I don't know who said it but I've heard this quote quite a few times over the past couple months, and I think it's great. "The Church is a hospital for sinners, not a museum of saints." I hope we as the Body can grow in our corporate worship times to be this for all of us sinners that need the Body in these times. 

Saturday, March 5, 2011

A daily; slow cultivation

I'm sorry I haven't posted in forever.
I was just being thoughtful and didn't want to overburden you guys with too many posts;) 
kidding, but I have been having a really hard time processing things lately, and I can get even more off track if I start rambling on a blog


I love deals. There's a blog called slickdeals.net that you all should familiarize yourselves with;) (its great). I think a reason that I like deals so much is because they're an easy shortcut. If I can get something for a great deal, then I don't have to make as much money - easier and less work. 


I've been thinking lately about my approach to reading Christian books. God's been revealing to me that reading Christian books can sometimes act as a "slickdeal" in my pursuit of Him. They're 10 bucks, I can read them in a couple days, and they're full of valuable quick-fix gems that grow me towards Christlikeness, instead of consistently reading the Bible, being firm and saying no to things so I can spend time with God, exhaustingly fighting temptation, praying, etc. 


HA! Wouldn't that be nice if that's how easily transformation into holiness happened! 

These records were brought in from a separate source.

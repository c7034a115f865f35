//! Background task that keeps the quote collection in sync with the server.

use crate::core::store::QuoteStore;
use crate::domain::model::SyncOutcome;
use crate::domain::ports::{KeyValueStore, QuoteSource};
use std::sync::Arc;
use tokio::sync::mpsc;
use tokio::task::JoinHandle;
use tokio::time::{interval, Duration, MissedTickBehavior};
use tokio_util::sync::CancellationToken;
use tracing::{debug, info, warn};

/// Runs `sync_quotes` on a fixed interval until cancelled. The first tick is
/// immediate, so a sync also happens at startup.
pub struct SyncScheduler {
    token: CancellationToken,
    handle: JoinHandle<()>,
}

impl SyncScheduler {
    pub fn spawn<S, R>(
        store: Arc<QuoteStore<S, R>>,
        period: Duration,
        token: CancellationToken,
        notifier: Option<mpsc::UnboundedSender<SyncOutcome>>,
    ) -> Self
    where
        S: KeyValueStore + 'static,
        R: QuoteSource + 'static,
    {
        let task_token = token.clone();
        let handle = tokio::spawn(async move {
            info!("Quote sync scheduler started ({:?} interval)", period);

            let mut ticker = interval(period.max(Duration::from_millis(1)));
            ticker.set_missed_tick_behavior(MissedTickBehavior::Delay);

            loop {
                tokio::select! {
                    biased;
                    _ = task_token.cancelled() => break,
                    _ = ticker.tick() => {}
                }

                match store.sync_quotes().await {
                    Ok(outcome) if outcome.changed() => {
                        if let Some(tx) = &notifier {
                            if tx.send(outcome).is_err() {
                                debug!("Sync outcome receiver dropped");
                            }
                        }
                    }
                    Ok(_) => {}
                    // 失敗不中斷排程，下一輪照常執行
                    Err(e) => warn!("Scheduled quote sync failed: {}", e),
                }
            }

            info!("Quote sync scheduler stopped");
        });

        Self { token, handle }
    }

    pub fn cancel(&self) {
        self.token.cancel();
    }

    pub fn is_cancelled(&self) -> bool {
        self.token.is_cancelled()
    }

    /// Cancels the loop and waits for the in-flight sync, if any, to finish.
    pub async fn shutdown(self) {
        self.token.cancel();
        if let Err(e) = self.handle.await {
            warn!("Quote sync scheduler task failed: {}", e);
        }
    }
}

#[cfg(test)]
mod tests {
    use super::*;
    use crate::adapters::storage::MemoryStorage;
    use crate::core::store::StoreOptions;
    use crate::domain::model::{Quote, RemoteRecord};
    use crate::utils::error::{QuoteError, Result};
    use async_trait::async_trait;
    use std::sync::atomic::{AtomicUsize, Ordering};

    /// 每次 fetch 都回傳一筆新標題；奇數次失敗
    #[derive(Default)]
    struct FlakySource {
        calls: Arc<AtomicUsize>,
    }

    #[async_trait]
    impl QuoteSource for FlakySource {
        async fn fetch_records(&self) -> Result<Vec<RemoteRecord>> {
            let call = self.calls.fetch_add(1, Ordering::SeqCst);
            if call % 2 == 1 {
                return Err(QuoteError::decode("flaky"));
            }
            Ok(vec![RemoteRecord {
                title: Some(format!("server quote {}", call)),
            }])
        }

        async fn post_quote(&self, _quote: &Quote) -> Result<serde_json::Value> {
            Ok(serde_json::Value::Null)
        }
    }

    #[tokio::test]
    async fn test_scheduler_keeps_running_after_failures() {
        let source = FlakySource::default();
        let calls = Arc::clone(&source.calls);
        let store = Arc::new(QuoteStore::new(
            MemoryStorage::new(),
            source,
            StoreOptions::default(),
        ));
        let (tx, mut rx) = mpsc::unbounded_channel();

        let scheduler = SyncScheduler::spawn(
            Arc::clone(&store),
            Duration::from_millis(10),
            CancellationToken::new(),
            Some(tx),
        );

        // 第 0 次與第 2 次成功，中間那次失敗
        let first = rx.recv().await.unwrap();
        let second = rx.recv().await.unwrap();
        scheduler.shutdown().await;

        assert_eq!(first.added, 1);
        assert_eq!(second.added, 1);
        assert!(calls.load(Ordering::SeqCst) >= 3);
        assert!(store
            .quotes()
            .await
            .iter()
            .any(|q| q.text == "server quote 2"));
    }

    #[tokio::test]
    async fn test_cancelled_token_stops_scheduler() {
        let source = FlakySource::default();
        let calls = Arc::clone(&source.calls);
        let store = Arc::new(QuoteStore::new(
            MemoryStorage::new(),
            source,
            StoreOptions::default(),
        ));
        let token = CancellationToken::new();
        token.cancel();

        let scheduler = SyncScheduler::spawn(store, Duration::from_millis(10), token, None);
        assert!(scheduler.is_cancelled());
        scheduler.shutdown().await;

        assert_eq!(calls.load(Ordering::SeqCst), 0);
    }
}
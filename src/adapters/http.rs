use crate::domain::model::{Quote, RemoteRecord};
use crate::domain::ports::{ConfigProvider, QuoteSource};
use crate::utils::error::{QuoteError, Result};
use async_trait::async_trait;
use reqwest::header::CONTENT_TYPE;
use reqwest::Client;
use std::time::Duration;

const JSON_CONTENT_TYPE: &str = "application/json; charset=UTF-8";

/// HTTP quote source: GET for the record list, POST for new quotes.
#[derive(Debug, Clone)]
pub struct HttpQuoteSource {
    endpoint: String,
    client: Client,
}

impl HttpQuoteSource {
    pub fn new(endpoint: impl Into<String>, timeout: Duration) -> Result<Self> {
        let client = Client::builder().timeout(timeout).build()?;
        Ok(Self {
            endpoint: endpoint.into(),
            client,
        })
    }

    pub fn from_config<C: ConfigProvider + ?Sized>(config: &C) -> Result<Self> {
        Self::new(config.api_endpoint(), config.request_timeout())
    }
}

#[async_trait]
impl QuoteSource for HttpQuoteSource {
    async fn fetch_records(&self) -> Result<Vec<RemoteRecord>> {
        tracing::debug!("Fetching quotes from: {}", self.endpoint);
        let response = self
            .client
            .get(&self.endpoint)
            .send()
            .await?
            .error_for_status()?;

        tracing::debug!("API response status: {}", response.status());

        let json_data: serde_json::Value = response
            .json()
            .await
            .map_err(|e| QuoteError::decode(format!("response body: {}", e)))?;
        let serde_json::Value::Array(items) = json_data else {
            return Err(QuoteError::decode("expected a JSON array of records"));
        };

        // 單筆壞資料不影響其他記錄
        Ok(items.iter().map(RemoteRecord::from_value).collect())
    }

    async fn post_quote(&self, quote: &Quote) -> Result<serde_json::Value> {
        tracing::debug!("Posting quote to: {}", self.endpoint);
        let body = serde_json::to_string(quote)?;
        let response = self
            .client
            .post(&self.endpoint)
            .header(CONTENT_TYPE, JSON_CONTENT_TYPE)
            .body(body)
            .send()
            .await?
            .error_for_status()?;

        response
            .json()
            .await
            .map_err(|e| QuoteError::decode(format!("post response: {}", e)))
    }
}
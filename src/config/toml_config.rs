use crate::config::{
    validate_provider, DEFAULT_FETCH_LIMIT, DEFAULT_SYNC_INTERVAL_SECS, DEFAULT_TIMEOUT_SECS,
};
use crate::core::{ConfigProvider, SyncPolicy};
use crate::utils::error::{QuoteError, Result};
use crate::utils::validation::Validate;
use serde::{Deserialize, Serialize};
use std::path::Path;
use std::time::Duration;

#[derive(Debug, Clone, Serialize, Deserialize)]
pub struct TomlConfig {
    pub remote: RemoteConfig,
    pub storage: StorageConfig,
    pub sync: Option<SyncConfig>,
}

#[derive(Debug, Clone, Serialize, Deserialize)]
pub struct RemoteConfig {
    pub endpoint: String,
    pub timeout_seconds: Option<u64>,
    pub fetch_limit: Option<usize>,
}

#[derive(Debug, Clone, Serialize, Deserialize)]
pub struct StorageConfig {
    pub path: String,
}

#[derive(Debug, Clone, Serialize, Deserialize)]
pub struct SyncConfig {
    pub interval_seconds: Option<u64>,
    pub policy: Option<SyncPolicy>,
}

impl TomlConfig {
    /// 從 TOML 檔案載入配置
    pub fn from_file<P: AsRef<Path>>(path: P) -> Result<Self> {
        let content = std::fs::read_to_string(&path).map_err(QuoteError::IoError)?;
        Self::from_toml_str(&content)
    }

    /// 從 TOML 字串解析配置
    pub fn from_toml_str(content: &str) -> Result<Self> {
        let processed_content = Self::substitute_env_vars(content)?;

        toml::from_str(&processed_content).map_err(|e| QuoteError::ConfigValidationError {
            field: "toml_parsing".to_string(),
            message: format!("TOML parsing error: {}", e),
        })
    }

    /// 替換環境變數 (例如 ${QUOTE_API})，未設定的變數保持原樣
    fn substitute_env_vars(content: &str) -> Result<String> {
        use regex::Regex;
        let re = Regex::new(r"\$\{([^}]+)\}").map_err(|e| QuoteError::ConfigValidationError {
            field: "env_substitution".to_string(),
            message: e.to_string(),
        })?;

        let result = re.replace_all(content, |caps: &regex::Captures| {
            let var_name = &caps[1];
            std::env::var(var_name).unwrap_or_else(|_| format!("${{{}}}", var_name))
        });

        Ok(result.to_string())
    }
}

impl ConfigProvider for TomlConfig {
    fn api_endpoint(&self) -> &str {
        &self.remote.endpoint
    }

    fn storage_path(&self) -> &str {
        &self.storage.path
    }

    fn request_timeout(&self) -> Duration {
        Duration::from_secs(self.remote.timeout_seconds.unwrap_or(DEFAULT_TIMEOUT_SECS))
    }

    fn fetch_limit(&self) -> usize {
        self.remote.fetch_limit.unwrap_or(DEFAULT_FETCH_LIMIT)
    }

    fn sync_interval(&self) -> Duration {
        let secs = self
            .sync
            .as_ref()
            .and_then(|s| s.interval_seconds)
            .unwrap_or(DEFAULT_SYNC_INTERVAL_SECS);
        Duration::from_secs(secs)
    }

    fn sync_policy(&self) -> SyncPolicy {
        self.sync
            .as_ref()
            .and_then(|s| s.policy)
            .unwrap_or_default()
    }
}

impl Validate for TomlConfig {
    fn validate(&self) -> Result<()> {
        validate_provider(self)
    }
}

That's seriously how I have often approached Christian books :/
I would relate it to spending hours 'talking' through the mechanics, and theoretically learning how to hit a homerun by Derek Jeter - but never practicing or actually swinging a bat. Then I get thrown into a game and..... 
Strike out on 3 straight pitches. (making Derek Jeter look like a horrible teacher)
translation:
I spend hours with Christian authors, theoretically learning how to walk in Christ, and 'grasping' how to have my life shine as a result of the energy from my powerful and supernatural intimacy between myself and Christ. I "get" the importance of spiritual disciplines and how they kindle Fire, I would say, yeah, yeah, I know the world is distracting and following Christ is against the grain and upstream and that it takes diligence and awareness, and constant prayer.
And then I would go to the field (life), and would experience a big gap between my understanding and ability to continually walk in that understanding.  


It's the daily. The slow, steady, consistent, Holy-Spirit-and-Bible-saturated pilgrimage into intimate fellowship with God over a lifetime. 

We (our age group) are so susceptible to not learning this. It's really easy to overlook the idea that a life of discipleship is a long haul and then not see ourselves acting otherwise. We have no idea how much the fast-paced, immediacy-driven culture we live in affects how we pursue KNOWING GOD.


Lord, teach us that our default mode is our flesh, and give us a violent distaste for it's sin but free us from a critical and negative spirit. Draw us into your satisfying presence is, and give us grace and endurance to stay there with everything we have.